-- WORKING DATA follows --

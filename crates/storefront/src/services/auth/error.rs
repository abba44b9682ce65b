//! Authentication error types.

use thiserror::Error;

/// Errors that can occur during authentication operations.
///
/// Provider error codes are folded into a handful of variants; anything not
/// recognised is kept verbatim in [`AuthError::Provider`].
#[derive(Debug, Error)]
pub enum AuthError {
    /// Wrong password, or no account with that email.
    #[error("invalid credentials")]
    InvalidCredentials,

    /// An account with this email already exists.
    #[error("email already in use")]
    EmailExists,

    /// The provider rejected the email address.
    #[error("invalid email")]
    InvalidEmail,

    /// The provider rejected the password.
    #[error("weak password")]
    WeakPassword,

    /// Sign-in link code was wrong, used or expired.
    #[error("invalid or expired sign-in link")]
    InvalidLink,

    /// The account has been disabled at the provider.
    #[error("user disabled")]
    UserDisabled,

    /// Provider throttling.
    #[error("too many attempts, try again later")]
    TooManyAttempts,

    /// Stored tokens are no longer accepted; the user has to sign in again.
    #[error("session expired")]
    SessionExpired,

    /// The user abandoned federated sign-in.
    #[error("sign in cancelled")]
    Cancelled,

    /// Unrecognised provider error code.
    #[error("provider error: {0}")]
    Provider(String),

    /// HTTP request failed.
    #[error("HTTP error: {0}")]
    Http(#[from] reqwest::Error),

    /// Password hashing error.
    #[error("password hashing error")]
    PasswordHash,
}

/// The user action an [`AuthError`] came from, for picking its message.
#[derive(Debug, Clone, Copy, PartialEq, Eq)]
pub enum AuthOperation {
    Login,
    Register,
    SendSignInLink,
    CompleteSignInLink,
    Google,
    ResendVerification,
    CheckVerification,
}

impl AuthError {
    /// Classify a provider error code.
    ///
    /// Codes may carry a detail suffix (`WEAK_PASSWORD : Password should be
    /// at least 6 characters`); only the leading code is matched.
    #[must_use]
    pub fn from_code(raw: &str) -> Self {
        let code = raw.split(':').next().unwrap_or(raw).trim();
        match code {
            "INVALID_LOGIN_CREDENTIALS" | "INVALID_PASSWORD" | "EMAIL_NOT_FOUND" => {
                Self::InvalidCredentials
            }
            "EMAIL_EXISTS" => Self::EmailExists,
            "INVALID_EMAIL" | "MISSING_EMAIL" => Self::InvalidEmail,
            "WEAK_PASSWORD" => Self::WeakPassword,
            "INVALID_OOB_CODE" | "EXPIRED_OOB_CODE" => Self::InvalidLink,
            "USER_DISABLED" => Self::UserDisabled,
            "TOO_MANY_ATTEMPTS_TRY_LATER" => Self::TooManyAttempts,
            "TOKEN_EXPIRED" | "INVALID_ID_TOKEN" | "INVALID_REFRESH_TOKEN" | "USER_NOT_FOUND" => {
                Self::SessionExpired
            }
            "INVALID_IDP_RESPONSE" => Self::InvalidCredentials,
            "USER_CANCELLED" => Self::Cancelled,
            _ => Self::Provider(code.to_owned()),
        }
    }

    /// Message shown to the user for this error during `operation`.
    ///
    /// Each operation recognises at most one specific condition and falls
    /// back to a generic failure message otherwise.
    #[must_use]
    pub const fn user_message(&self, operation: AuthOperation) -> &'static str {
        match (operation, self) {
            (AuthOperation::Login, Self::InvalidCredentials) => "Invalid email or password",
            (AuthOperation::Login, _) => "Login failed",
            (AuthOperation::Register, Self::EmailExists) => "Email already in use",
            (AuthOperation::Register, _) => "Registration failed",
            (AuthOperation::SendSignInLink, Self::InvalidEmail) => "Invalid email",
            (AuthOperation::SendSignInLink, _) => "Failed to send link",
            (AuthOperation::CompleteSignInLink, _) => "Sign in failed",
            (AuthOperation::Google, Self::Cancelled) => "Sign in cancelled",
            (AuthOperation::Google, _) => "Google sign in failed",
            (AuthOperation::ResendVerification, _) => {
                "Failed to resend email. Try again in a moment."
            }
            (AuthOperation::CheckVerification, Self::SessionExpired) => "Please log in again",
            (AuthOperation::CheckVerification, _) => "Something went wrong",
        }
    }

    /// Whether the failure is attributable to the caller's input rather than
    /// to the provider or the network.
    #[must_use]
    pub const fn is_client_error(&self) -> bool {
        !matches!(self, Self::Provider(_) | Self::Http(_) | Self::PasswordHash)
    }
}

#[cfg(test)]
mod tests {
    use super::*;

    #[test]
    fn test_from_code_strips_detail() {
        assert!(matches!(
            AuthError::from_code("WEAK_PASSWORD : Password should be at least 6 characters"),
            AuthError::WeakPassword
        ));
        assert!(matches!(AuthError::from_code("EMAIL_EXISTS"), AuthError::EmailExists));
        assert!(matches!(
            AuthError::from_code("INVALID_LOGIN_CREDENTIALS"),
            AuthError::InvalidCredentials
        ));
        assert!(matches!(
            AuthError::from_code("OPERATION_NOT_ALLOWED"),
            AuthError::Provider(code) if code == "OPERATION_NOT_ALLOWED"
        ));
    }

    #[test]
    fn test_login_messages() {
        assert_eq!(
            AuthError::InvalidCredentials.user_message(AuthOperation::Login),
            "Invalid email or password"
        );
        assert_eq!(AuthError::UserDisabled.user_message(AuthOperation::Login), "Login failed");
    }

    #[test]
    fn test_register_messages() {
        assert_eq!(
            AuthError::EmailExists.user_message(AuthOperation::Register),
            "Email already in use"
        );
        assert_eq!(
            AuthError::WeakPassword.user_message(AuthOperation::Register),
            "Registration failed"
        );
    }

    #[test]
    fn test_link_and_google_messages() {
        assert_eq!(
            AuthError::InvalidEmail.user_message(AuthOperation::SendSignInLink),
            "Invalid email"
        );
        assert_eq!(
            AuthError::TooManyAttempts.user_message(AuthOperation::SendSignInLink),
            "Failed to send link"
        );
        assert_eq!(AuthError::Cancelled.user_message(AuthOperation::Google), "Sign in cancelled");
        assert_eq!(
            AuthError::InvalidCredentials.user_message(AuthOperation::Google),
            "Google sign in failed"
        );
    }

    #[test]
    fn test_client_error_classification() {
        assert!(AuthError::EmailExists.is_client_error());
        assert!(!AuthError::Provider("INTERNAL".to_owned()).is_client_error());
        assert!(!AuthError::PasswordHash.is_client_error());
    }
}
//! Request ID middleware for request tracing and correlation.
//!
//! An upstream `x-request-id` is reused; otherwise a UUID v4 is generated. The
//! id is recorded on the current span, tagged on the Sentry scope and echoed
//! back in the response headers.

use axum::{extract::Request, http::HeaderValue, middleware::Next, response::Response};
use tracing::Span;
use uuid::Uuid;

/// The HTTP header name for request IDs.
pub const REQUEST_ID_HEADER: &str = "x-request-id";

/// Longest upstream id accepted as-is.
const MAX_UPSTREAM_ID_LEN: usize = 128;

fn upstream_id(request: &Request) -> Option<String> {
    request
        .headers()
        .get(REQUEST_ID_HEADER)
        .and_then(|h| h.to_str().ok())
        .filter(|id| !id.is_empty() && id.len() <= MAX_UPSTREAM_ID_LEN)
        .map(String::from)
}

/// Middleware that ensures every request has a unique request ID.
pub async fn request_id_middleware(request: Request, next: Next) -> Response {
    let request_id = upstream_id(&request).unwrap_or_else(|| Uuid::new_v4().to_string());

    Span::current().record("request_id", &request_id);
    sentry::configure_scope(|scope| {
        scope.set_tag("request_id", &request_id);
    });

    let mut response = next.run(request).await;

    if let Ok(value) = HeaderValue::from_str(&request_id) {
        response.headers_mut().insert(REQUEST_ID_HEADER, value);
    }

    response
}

-- WORKING DATA concluded --

PROBLEM TO SOLVE ▸ In which lines of the material above does the string "enum" occur? Copy them all.

SOLUTION TO THIS PROBLEM ▸
pub enum AuthError {
pub enum AuthOperation {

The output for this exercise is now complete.